Sea Lion is looking more and more like a world class discovery, and though sceptics still point to a lack of local infrastructure or nearby market, finds of this size are rarely in isolation and in any case the use of an FPSO negates this argument given that the oil can be shipped back to South Africa or Europe.
Gran Tierra Announces Two New Discoveries in Latin America
Gran Tierra Energy had a busy week, announcing two new oil discoveries in Latin America. In Colombia, initial testing of the Melero-1 well in the Garibay block, Llanos basin, was completed. The well achieved average production of 922 bopd of 16.8 degrees API gravity with a 0.3% water cut obtained from an interpreted 16 feet of net pay in the Upper Mirador reservoir. Gran Tierra owns a 50% interest in the block, with Spanish company CEPSA holding the other half and operatorship. Gran Tierra also has a 35% interest in the Rinconada Norte Block in the Neuquén basin in Argentina, where another new oil discovery was announced this week. The basin has mostly been in the news recently for its Vaca Muerta shale oil discoveries, but this discovery bucks the current trend for the basin as it is a conventional discovery. The testing of the RN x-1004 well resulted in an average production of approximately 1,023 boe/d from two intervals tested separately in the Precuyo formation.
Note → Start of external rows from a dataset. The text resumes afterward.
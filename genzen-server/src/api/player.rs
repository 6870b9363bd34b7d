//! Player transport handlers
//!
//! HTTP surface over the playback state machine. One session per server;
//! playing while another meditation is active stops it first.

use crate::api::server::AppContext;
use crate::auth::CurrentUser;
use crate::db;
use crate::error::{Error, Result};
use crate::playback::PlayerStatus;
use axum::extract::State;
use axum::Json;
use serde::Deserialize;
use uuid::Uuid;

#[derive(Debug, Deserialize)]
#[serde(rename_all = "camelCase")]
pub struct PlayRequest {
    meditation_id: Uuid,
}

#[derive(Debug, Deserialize)]
#[serde(rename_all = "camelCase")]
pub struct SeekRequest {
    position_seconds: f64,
}

/// POST /api/player/play - Load and play an owned meditation
pub async fn play(
    State(ctx): State<AppContext>,
    CurrentUser(user): CurrentUser,
    Json(req): Json<PlayRequest>,
) -> Result<Json<PlayerStatus>> {
    let meditation = db::meditations::get_meditation(&ctx.db, req.meditation_id)
        .await?
        .ok_or_else(|| Error::NotFound(format!("meditation {}", req.meditation_id)))?;
    if meditation.user_id != user.id {
        return Err(Error::PermissionDenied(format!(
            "meditation {} is not owned by the caller",
            req.meditation_id
        )));
    }

    ctx.player.play(&meditation).await?;
    Ok(Json(ctx.player.status().await))
}

/// POST /api/player/pause
pub async fn pause(
    State(ctx): State<AppContext>,
    _user: CurrentUser,
) -> Result<Json<PlayerStatus>> {
    ctx.player.pause().await;
    Ok(Json(ctx.player.status().await))
}

/// POST /api/player/resume
pub async fn resume(
    State(ctx): State<AppContext>,
    _user: CurrentUser,
) -> Result<Json<PlayerStatus>> {
    ctx.player.resume().await;
    Ok(Json(ctx.player.status().await))
}

/// POST /api/player/stop
pub async fn stop(
    State(ctx): State<AppContext>,
    _user: CurrentUser,
) -> Result<Json<PlayerStatus>> {
    ctx.player.stop().await;
    Ok(Json(ctx.player.status().await))
}

/// POST /api/player/seek - Clamped into [0, duration]
pub async fn seek(
    State(ctx): State<AppContext>,
    _user: CurrentUser,
    Json(req): Json<SeekRequest>,
) -> Result<Json<PlayerStatus>> {
    ctx.player.seek_to(req.position_seconds).await;
    Ok(Json(ctx.player.status().await))
}

/// GET /api/player/state
pub async fn player_state(
    State(ctx): State<AppContext>,
    _user: CurrentUser,
) -> Result<Json<PlayerStatus>> {
    Ok(Json(ctx.player.status().await))
}
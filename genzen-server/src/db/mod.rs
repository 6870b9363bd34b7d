//! Database access layer
//!
//! SQLite via sqlx. Schema creation is idempotent and runs on startup;
//! tests run against in-memory pools using the same creation path.

pub mod init;
pub mod meditations;
pub mod users;
#[tokio::test(start_paused = true)]
async fn test_player_transport() {
    let app = setup_test_app(false).await;
    let meditation = generate_meditation(&app, "token-amy", "relaxation").await;
    let id = meditation["id"].as_str().unwrap().to_string();

    // A stranger cannot drive someone else's meditation
    let (status, _) = make_request(
        &app,
        "POST",
        "/api/player/play",
        Some("token-ben"),
        Some(json!({"meditationId": id})),
    )
    .await;
    assert_eq!(status, StatusCode::FORBIDDEN);

    let (status, body) = make_request(
        &app,
        "POST",
        "/api/player/play",
        Some("token-amy"),
        Some(json!({"meditationId": id})),
    )
    .await;
    assert_eq!(status, StatusCode::OK);
    let status_body = body.unwrap();
    assert_eq!(status_body["state"], "playing");
    assert_eq!(status_body["meditationId"], id.as_str());

    let (_, body) = make_request(&app, "POST", "/api/player/pause", Some("token-amy"), None).await;
    assert_eq!(body.unwrap()["state"], "paused");

    let (_, body) = make_request(&app, "POST", "/api/player/resume", Some("token-amy"), None).await;
    assert_eq!(body.unwrap()["state"], "playing");

    // Seek clamps out-of-range targets
    let (_, body) = make_request(
        &app,
        "POST",
        "/api/player/seek",
        Some("token-amy"),
        Some(json!({"positionSeconds": -5.0})),
    )
    .await;
    assert_eq!(body.unwrap()["positionSeconds"], 0.0);

    let (_, body) = make_request(&app, "POST", "/api/player/stop", Some("token-amy"), None).await;
    let stopped = body.unwrap();
    assert_eq!(stopped["state"], "idle");
    assert_eq!(stopped["positionSeconds"], 0.0);

    // The play start was recorded exactly once
    tokio::time::sleep(std::time::Duration::from_millis(50)).await;
    let (_, body) = make_request(
        &app,
        "GET",
        &format!("/api/library/meditation/{}", id),
        Some("token-amy"),
        None,
    )
    .await;
    assert_eq!(body.unwrap()["playCount"], 1);
}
CNPC are the big winners in Afghanistan, as they were awarded the Kashkari, Bazarkhami and Zamarudsay blocks located in the Amu Darya basin, in the north-west. The blocks are estimated to contain 80 million barrels of oil, but are unlikely to be producing before 2014 as historic relics have been found on site. The blocks compliment CNPC’s producing assets over the border in Turkmenistan as they are within the same geological formations.
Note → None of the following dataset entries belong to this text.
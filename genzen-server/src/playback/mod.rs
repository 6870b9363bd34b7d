//! Playback state machine
//!
//! Governs the lifecycle of the currently playing meditation: transport
//! controls, a primary narration track coordinated with an independently
//! looping background track, and play-count accounting exactly once per
//! logical play start.

pub mod engine;
pub mod track;
pub mod tracker;

pub use self::engine::{PlayerEngine, PlayerStatus};
pub use genzen_common::events::PlayerState;
pub use self::track::{AudioBackend, AudioSource, ClockBackend, TrackHandle, TrackOptions};
pub use self::tracker::{DbPlayTracker, PlayTracker};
Iraq has decided to add Glencore International, Vitol, Dragon Oil, Gulfsands Petroleum, Zhenhua Oil and Romgas to the list of pre-qualified companies eligible for the 4th Bidding Round, scheduled to take place in late January 2012. Hess Corp. has been excluded, as the Baghdad Oil Ministry is unhappy about them signing contracts with the Kurdistan Government that it deems illegal.
ANCAP has also announced a new license round in Uruguay. This second round will see the country offer licenses for 15 new offshore blocks, 11 of which ANCAP classes as deepwater. The Latin American country was encouraged by the recent discoveries offshore Brazil, and plans to award contracts by mid-2012. ANCAP expects the winning companies to determine whether crude oil or natural gas deposits exist within four to five years.